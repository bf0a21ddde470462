//! # Session Module
//!
//! Who is signed in.
//!
//! The identity cache is a local convenience and never authoritative: a
//! missing or unreadable cache falls back to `/auth/me`, and logout clears it
//! whether or not the server call succeeded.

use std::io::ErrorKind as IoErrorKind;
use std::path::{Path, PathBuf};

use async_trait::async_trait;
use devmatch_core::{LoginRequest, User};
use tracing::{debug, info, warn};

use crate::client::DevMatchClient;
use crate::error::Error;

/// Source of the current user's identity.
#[async_trait]
pub trait SessionProvider: Send + Sync {
    /// The signed-in user, or `None` when nobody is.
    async fn current_identity(&self) -> Result<Option<User>, Error>;

    /// Sign in and remember the resulting identity.
    async fn login(&self, credentials: &LoginRequest) -> Result<User, Error>;

    /// Forget the current identity.
    async fn logout(&self) -> Result<(), Error>;
}

// =============================================================================
// IDENTITY CACHE
// =============================================================================

/// A user record persisted as JSON at a fixed path.
#[derive(Debug, Clone)]
pub struct IdentityCache {
    path: PathBuf,
}

impl IdentityCache {
    pub fn new(path: impl Into<PathBuf>) -> Self {
        Self { path: path.into() }
    }

    pub fn path(&self) -> &Path {
        &self.path
    }

    /// Read the cached user.
    ///
    /// A missing file is `None`. A corrupt file is also `None`, with a warning.
    pub fn load(&self) -> Result<Option<User>, Error> {
        let bytes = match std::fs::read(&self.path) {
            Ok(bytes) => bytes,
            Err(e) if e.kind() == IoErrorKind::NotFound => return Ok(None),
            Err(e) => return Err(e.into()),
        };
        match serde_json::from_slice(&bytes) {
            Ok(user) => Ok(Some(user)),
            Err(e) => {
                warn!(path = %self.path.display(), error = %e, "ignoring unreadable identity cache");
                Ok(None)
            }
        }
    }

    pub fn store(&self, user: &User) -> Result<(), Error> {
        if let Some(parent) = self.path.parent() {
            if !parent.as_os_str().is_empty() {
                std::fs::create_dir_all(parent)?;
            }
        }
        let json = serde_json::to_vec_pretty(user)?;
        std::fs::write(&self.path, json)?;
        debug!(path = %self.path.display(), user = %user.id, "identity cached");
        Ok(())
    }

    /// Remove the cache file. Clearing an absent cache is not an error.
    pub fn clear(&self) -> Result<(), Error> {
        match std::fs::remove_file(&self.path) {
            Ok(()) => Ok(()),
            Err(e) if e.kind() == IoErrorKind::NotFound => Ok(()),
            Err(e) => Err(e.into()),
        }
    }
}

// =============================================================================
// CACHED SESSION
// =============================================================================

/// Session backed by the server, with a local identity cache in front.
#[derive(Debug, Clone)]
pub struct CachedSession {
    client: DevMatchClient,
    cache: IdentityCache,
}

impl CachedSession {
    pub fn new(client: DevMatchClient, cache: IdentityCache) -> Self {
        Self { client, cache }
    }

    pub fn client(&self) -> &DevMatchClient {
        &self.client
    }

    pub fn cache(&self) -> &IdentityCache {
        &self.cache
    }

    /// Record a known identity without contacting the server.
    pub fn remember(&self, user: &User) -> Result<(), Error> {
        self.cache.store(user)?;
        info!(user = %user.id, "identity stored locally");
        Ok(())
    }

    /// The signed-in user, or [`Error::Unauthenticated`].
    pub async fn require_identity(&self) -> Result<User, Error> {
        self.current_identity().await?.ok_or(Error::Unauthenticated)
    }
}

#[async_trait]
impl SessionProvider for CachedSession {
    async fn current_identity(&self) -> Result<Option<User>, Error> {
        if let Some(user) = self.cache.load()? {
            return Ok(Some(user));
        }
        let user = self.client.current_user().await?;
        if let Some(user) = &user {
            self.cache.store(user)?;
        }
        Ok(user)
    }

    async fn login(&self, credentials: &LoginRequest) -> Result<User, Error> {
        let returned = self.client.login(credentials).await?;
        let user = match self.client.current_user().await {
            Ok(Some(user)) => user,
            Ok(None) => returned.ok_or(Error::Unauthenticated)?,
            Err(e) => {
                debug!(error = %e, "identity lookup after login failed");
                returned.ok_or(e)?
            }
        };
        self.cache.store(&user)?;
        info!(user = %user.id, "signed in");
        Ok(user)
    }

    async fn logout(&self) -> Result<(), Error> {
        if let Err(e) = self.client.logout().await {
            warn!(error = %e, "server logout failed; clearing local identity anyway");
        }
        self.cache.clear()?;
        info!("signed out");
        Ok(())
    }
}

| What you need to do |
Please output every line shown above exactly.

| Answer for the task |
repository bf0a21ddde470462
//! # Session Module
//!
//! Who is signed in.
//!
//! The identity cache is a local convenience and never authoritative: a
//! missing or unreadable cache falls back to `/auth/me`, and logout clears it
//! whether or not the server call succeeded.

use std::io::ErrorKind as IoErrorKind;
use std::path::{Path, PathBuf};

use async_trait::async_trait;
use devmatch_core::{LoginRequest, User};
use tracing::{debug, info, warn};

use crate::client::DevMatchClient;
use crate::error::Error;

/// Source of the current user's identity.
#[async_trait]
pub trait SessionProvider: Send + Sync {
    /// The signed-in user, or `None` when nobody is.
    async fn current_identity(&self) -> Result<Option<User>, Error>;

    /// Sign in and remember the resulting identity.
    async fn login(&self, credentials: &LoginRequest) -> Result<User, Error>;

    /// Forget the current identity.
    async fn logout(&self) -> Result<(), Error>;
}

// =============================================================================
// IDENTITY CACHE
// =============================================================================

/// A user record persisted as JSON at a fixed path.
#[derive(Debug, Clone)]
pub struct IdentityCache {
    path: PathBuf,
}

impl IdentityCache {
    pub fn new(path: impl Into<PathBuf>) -> Self {
        Self { path: path.into() }
    }

    pub fn path(&self) -> &Path {
        &self.path
    }

    /// Read the cached user.
    ///
    /// A missing file is `None`. A corrupt file is also `None`, with a warning.
    pub fn load(&self) -> Result<Option<User>, Error> {
        let bytes = match std::fs::read(&self.path) {
            Ok(bytes) => bytes,
            Err(e) if e.kind() == IoErrorKind::NotFound => return Ok(None),
            Err(e) => return Err(e.into()),
        };
        match serde_json::from_slice(&bytes) {
            Ok(user) => Ok(Some(user)),
            Err(e) => {
                warn!(path = %self.path.display(), error = %e, "ignoring unreadable identity cache");
                Ok(None)
            }
        }
    }

    pub fn store(&self, user: &User) -> Result<(), Error> {
        if let Some(parent) = self.path.parent() {
            if !parent.as_os_str().is_empty() {
                std::fs::create_dir_all(parent)?;
            }
        }
        let json = serde_json::to_vec_pretty(user)?;
        std::fs::write(&self.path, json)?;
        debug!(path = %self.path.display(), user = %user.id, "identity cached");
        Ok(())
    }

    /// Remove the cache file. Clearing an absent cache is not an error.
    pub fn clear(&self) -> Result<(), Error> {
        match std::fs::remove_file(&self.path) {
            Ok(()) => Ok(()),
            Err(e) if e.kind() == IoErrorKind::NotFound => Ok(()),
            Err(e) => Err(e.into()),
        }
    }
}

// =============================================================================
// CACHED SESSION
// =============================================================================

/// Session backed by the server, with a local identity cache in front.
#[derive(Debug, Clone)]
pub struct CachedSession {
    client: DevMatchClient,
    cache: IdentityCache,
}

impl CachedSession {
    pub fn new(client: DevMatchClient, cache: IdentityCache) -> Self {
        Self { client, cache }
    }

    pub fn client(&self) -> &DevMatchClient {
        &self.client
    }

    pub fn cache(&self) -> &IdentityCache {
        &self.cache
    }

    /// Record a known identity without contacting the server.
    pub fn remember(&self, user: &User) -> Result<(), Error> {
        self.cache.store(user)?;
        info!(user = %user.id, "identity stored locally");
        Ok(())
    }

    /// The signed-in user, or [`Error::Unauthenticated`].
    pub async fn require_identity(&self) -> Result<User, Error> {
        self.current_identity().await?.ok_or(Error::Unauthenticated)
    }
}

#[async_trait]
impl SessionProvider for CachedSession {
    async fn current_identity(&self) -> Result<Option<User>, Error> {
        if let Some(user) = self.cache.load()? {
            return Ok(Some(user));
        }
        let user = self.client.current_user().await?;
        if let Some(user) = &user {
            self.cache.store(user)?;
        }
        Ok(user)
    }

    async fn login(&self, credentials: &LoginRequest) -> Result<User, Error> {
        let returned = self.client.login(credentials).await?;
        let user = match self.client.current_user().await {
            Ok(Some(user)) => user,
            Ok(None) => returned.ok_or(Error::Unauthenticated)?,
            Err(e) => {
                debug!(error = %e, "identity lookup after login failed");
                returned.ok_or(e)?
            }
        };
        self.cache.store(&user)?;
        info!(user = %user.id, "signed in");
        Ok(user)
    }

    async fn logout(&self) -> Result<(), Error> {
        if let Err(e) = self.client.logout().await {
            warn!(error = %e, "server logout failed; clearing local identity anyway");
        }
        self.cache.clear()?;
        info!("signed out");
        Ok(())
    }
}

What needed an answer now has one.